» ACTIVITY: Count each line below that has the word "filename" in it, and give only the total.

Collected data:
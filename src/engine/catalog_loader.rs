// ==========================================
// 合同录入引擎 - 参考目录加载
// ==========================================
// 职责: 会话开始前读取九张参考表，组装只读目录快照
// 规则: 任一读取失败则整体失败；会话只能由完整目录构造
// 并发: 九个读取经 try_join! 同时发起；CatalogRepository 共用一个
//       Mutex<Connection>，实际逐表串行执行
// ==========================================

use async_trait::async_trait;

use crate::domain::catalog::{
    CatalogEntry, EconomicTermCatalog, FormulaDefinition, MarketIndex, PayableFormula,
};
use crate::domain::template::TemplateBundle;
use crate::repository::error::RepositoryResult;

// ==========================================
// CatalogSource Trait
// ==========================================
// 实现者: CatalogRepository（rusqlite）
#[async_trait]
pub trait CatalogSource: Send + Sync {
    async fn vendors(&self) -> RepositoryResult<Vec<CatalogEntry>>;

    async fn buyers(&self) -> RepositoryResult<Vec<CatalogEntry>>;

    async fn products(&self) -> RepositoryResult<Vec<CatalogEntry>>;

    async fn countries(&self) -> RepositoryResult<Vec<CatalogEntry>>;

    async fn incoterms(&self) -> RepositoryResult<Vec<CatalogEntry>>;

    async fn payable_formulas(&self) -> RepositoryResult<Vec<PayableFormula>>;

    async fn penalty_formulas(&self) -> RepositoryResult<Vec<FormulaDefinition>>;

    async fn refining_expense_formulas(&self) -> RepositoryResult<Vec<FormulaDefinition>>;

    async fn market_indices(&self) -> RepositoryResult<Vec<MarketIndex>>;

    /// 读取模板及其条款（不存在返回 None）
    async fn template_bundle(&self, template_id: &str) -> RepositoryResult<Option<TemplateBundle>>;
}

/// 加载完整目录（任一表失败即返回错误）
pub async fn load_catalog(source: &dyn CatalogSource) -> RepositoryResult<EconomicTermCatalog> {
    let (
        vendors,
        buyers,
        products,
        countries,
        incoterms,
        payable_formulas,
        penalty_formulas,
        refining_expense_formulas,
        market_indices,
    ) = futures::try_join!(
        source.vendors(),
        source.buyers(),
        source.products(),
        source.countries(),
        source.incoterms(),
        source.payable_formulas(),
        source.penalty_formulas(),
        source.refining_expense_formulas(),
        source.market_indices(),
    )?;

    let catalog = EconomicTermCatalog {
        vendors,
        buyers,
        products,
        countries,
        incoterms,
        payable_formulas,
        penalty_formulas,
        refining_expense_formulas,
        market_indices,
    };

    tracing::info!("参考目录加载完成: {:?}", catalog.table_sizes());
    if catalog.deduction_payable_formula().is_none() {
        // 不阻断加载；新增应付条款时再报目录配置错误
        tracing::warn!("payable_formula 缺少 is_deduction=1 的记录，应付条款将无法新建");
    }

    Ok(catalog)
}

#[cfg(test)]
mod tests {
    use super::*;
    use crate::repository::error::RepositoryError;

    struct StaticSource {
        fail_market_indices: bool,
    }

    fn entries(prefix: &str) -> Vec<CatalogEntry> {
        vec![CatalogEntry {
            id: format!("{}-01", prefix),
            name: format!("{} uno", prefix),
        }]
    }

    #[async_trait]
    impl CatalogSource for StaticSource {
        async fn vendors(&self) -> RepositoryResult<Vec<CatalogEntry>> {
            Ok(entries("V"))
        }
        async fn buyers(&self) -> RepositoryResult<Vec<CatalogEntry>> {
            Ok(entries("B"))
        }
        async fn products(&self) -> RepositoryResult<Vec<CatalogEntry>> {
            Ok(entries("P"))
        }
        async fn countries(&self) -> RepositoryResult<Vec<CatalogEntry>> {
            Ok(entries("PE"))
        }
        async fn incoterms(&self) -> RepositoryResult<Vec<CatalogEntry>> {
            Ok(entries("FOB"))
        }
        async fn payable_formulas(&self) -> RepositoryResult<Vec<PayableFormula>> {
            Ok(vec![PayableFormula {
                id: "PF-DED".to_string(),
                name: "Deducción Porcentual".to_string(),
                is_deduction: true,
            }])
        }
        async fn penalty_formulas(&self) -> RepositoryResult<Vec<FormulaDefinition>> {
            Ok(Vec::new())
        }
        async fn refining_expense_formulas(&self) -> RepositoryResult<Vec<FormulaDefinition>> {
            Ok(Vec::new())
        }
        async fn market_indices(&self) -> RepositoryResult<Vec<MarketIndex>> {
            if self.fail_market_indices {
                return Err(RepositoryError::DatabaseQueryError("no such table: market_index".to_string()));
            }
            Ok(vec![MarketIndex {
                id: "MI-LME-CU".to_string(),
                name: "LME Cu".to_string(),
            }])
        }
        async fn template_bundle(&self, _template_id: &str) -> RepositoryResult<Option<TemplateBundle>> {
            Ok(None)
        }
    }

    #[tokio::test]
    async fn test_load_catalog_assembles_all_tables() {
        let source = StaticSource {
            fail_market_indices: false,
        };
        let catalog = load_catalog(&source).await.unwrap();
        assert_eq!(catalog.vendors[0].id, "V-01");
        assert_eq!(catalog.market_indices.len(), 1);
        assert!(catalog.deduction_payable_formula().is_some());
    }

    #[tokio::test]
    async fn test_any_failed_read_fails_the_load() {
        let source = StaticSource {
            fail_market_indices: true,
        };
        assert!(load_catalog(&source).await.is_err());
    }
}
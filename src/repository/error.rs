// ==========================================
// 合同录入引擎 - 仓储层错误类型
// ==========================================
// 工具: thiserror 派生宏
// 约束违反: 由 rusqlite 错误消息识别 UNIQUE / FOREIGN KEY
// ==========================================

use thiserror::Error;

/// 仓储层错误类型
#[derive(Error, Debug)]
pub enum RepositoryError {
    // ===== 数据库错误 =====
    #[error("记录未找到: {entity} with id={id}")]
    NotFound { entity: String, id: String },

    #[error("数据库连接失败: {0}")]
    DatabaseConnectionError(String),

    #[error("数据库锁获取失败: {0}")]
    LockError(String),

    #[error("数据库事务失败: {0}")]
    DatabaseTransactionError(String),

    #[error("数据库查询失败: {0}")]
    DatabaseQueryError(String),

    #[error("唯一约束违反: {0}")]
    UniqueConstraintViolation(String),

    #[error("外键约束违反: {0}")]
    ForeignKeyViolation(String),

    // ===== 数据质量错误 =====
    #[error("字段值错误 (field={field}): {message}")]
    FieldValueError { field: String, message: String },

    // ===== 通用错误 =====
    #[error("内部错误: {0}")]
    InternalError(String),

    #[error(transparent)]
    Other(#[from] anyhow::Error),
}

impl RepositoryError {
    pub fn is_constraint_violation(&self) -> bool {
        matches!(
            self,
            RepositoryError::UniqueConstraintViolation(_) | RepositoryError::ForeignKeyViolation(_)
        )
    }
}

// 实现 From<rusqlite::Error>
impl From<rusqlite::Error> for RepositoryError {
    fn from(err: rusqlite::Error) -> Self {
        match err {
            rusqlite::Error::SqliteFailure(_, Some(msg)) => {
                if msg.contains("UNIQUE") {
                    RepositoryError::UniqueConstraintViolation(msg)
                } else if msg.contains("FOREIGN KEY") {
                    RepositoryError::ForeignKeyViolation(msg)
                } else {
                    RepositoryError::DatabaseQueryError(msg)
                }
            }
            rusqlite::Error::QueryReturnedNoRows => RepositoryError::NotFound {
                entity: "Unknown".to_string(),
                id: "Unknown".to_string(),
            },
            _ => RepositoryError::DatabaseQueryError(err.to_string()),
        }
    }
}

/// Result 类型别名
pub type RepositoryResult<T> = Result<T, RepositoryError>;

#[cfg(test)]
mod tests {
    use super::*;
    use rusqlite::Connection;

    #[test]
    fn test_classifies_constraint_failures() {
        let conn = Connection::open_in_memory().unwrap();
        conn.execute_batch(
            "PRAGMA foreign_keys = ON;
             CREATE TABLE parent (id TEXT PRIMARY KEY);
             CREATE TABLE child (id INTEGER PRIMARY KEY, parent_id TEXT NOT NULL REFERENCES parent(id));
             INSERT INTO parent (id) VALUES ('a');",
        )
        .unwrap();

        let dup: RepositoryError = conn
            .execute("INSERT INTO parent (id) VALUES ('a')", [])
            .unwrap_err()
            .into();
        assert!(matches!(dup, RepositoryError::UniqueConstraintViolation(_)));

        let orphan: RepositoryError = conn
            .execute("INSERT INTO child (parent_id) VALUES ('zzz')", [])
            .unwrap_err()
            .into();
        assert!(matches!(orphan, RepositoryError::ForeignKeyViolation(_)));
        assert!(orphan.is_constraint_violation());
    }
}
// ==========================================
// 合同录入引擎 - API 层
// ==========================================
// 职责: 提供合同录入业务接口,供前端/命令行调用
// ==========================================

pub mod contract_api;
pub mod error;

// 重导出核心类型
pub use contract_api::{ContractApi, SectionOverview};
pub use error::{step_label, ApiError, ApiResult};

* * *

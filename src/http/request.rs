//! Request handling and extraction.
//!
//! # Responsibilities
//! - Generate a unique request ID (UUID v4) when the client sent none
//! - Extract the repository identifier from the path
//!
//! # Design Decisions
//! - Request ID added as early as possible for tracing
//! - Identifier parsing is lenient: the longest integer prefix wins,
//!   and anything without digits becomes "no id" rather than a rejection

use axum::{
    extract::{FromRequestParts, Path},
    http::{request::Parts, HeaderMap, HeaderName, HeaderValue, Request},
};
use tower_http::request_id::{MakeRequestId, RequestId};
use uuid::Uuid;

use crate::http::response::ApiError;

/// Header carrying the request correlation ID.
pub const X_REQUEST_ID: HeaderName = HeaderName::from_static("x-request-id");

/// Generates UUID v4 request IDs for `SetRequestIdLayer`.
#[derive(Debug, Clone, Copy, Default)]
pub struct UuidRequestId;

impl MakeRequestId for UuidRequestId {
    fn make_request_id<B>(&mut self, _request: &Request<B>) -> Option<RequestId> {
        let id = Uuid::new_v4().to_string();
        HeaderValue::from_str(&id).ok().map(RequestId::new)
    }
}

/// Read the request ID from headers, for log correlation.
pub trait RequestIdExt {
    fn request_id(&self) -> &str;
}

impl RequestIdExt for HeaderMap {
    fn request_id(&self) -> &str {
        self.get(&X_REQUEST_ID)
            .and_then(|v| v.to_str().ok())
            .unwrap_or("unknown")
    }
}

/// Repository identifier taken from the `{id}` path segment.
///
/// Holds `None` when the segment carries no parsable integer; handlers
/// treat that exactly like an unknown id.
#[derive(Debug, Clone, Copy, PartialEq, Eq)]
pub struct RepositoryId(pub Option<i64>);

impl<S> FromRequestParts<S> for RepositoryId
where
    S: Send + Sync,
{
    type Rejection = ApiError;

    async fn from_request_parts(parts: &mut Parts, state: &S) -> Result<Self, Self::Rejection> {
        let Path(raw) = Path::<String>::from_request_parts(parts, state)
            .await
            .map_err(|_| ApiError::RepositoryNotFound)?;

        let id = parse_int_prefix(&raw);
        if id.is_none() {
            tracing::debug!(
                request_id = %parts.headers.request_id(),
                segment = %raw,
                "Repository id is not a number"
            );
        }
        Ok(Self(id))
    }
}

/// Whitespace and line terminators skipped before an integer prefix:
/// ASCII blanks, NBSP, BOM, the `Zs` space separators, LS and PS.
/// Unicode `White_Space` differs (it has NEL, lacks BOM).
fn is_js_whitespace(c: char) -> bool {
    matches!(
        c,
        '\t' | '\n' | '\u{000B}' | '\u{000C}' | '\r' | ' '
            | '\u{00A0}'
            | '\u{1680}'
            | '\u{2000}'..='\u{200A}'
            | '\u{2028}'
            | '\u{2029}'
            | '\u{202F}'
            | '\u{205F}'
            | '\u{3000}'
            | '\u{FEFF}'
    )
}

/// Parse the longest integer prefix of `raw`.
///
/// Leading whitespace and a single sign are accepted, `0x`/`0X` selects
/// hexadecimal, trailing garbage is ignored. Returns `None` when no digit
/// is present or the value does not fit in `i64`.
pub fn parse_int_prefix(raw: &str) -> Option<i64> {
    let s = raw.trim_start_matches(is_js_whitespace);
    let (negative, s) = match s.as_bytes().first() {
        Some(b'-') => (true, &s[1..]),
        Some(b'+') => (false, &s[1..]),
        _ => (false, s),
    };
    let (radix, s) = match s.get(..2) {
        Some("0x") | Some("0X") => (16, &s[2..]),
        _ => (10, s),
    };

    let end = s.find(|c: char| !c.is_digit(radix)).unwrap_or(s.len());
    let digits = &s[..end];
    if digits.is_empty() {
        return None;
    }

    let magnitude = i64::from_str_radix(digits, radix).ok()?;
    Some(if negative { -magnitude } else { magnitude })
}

» EXERCISE SOLUTION: 3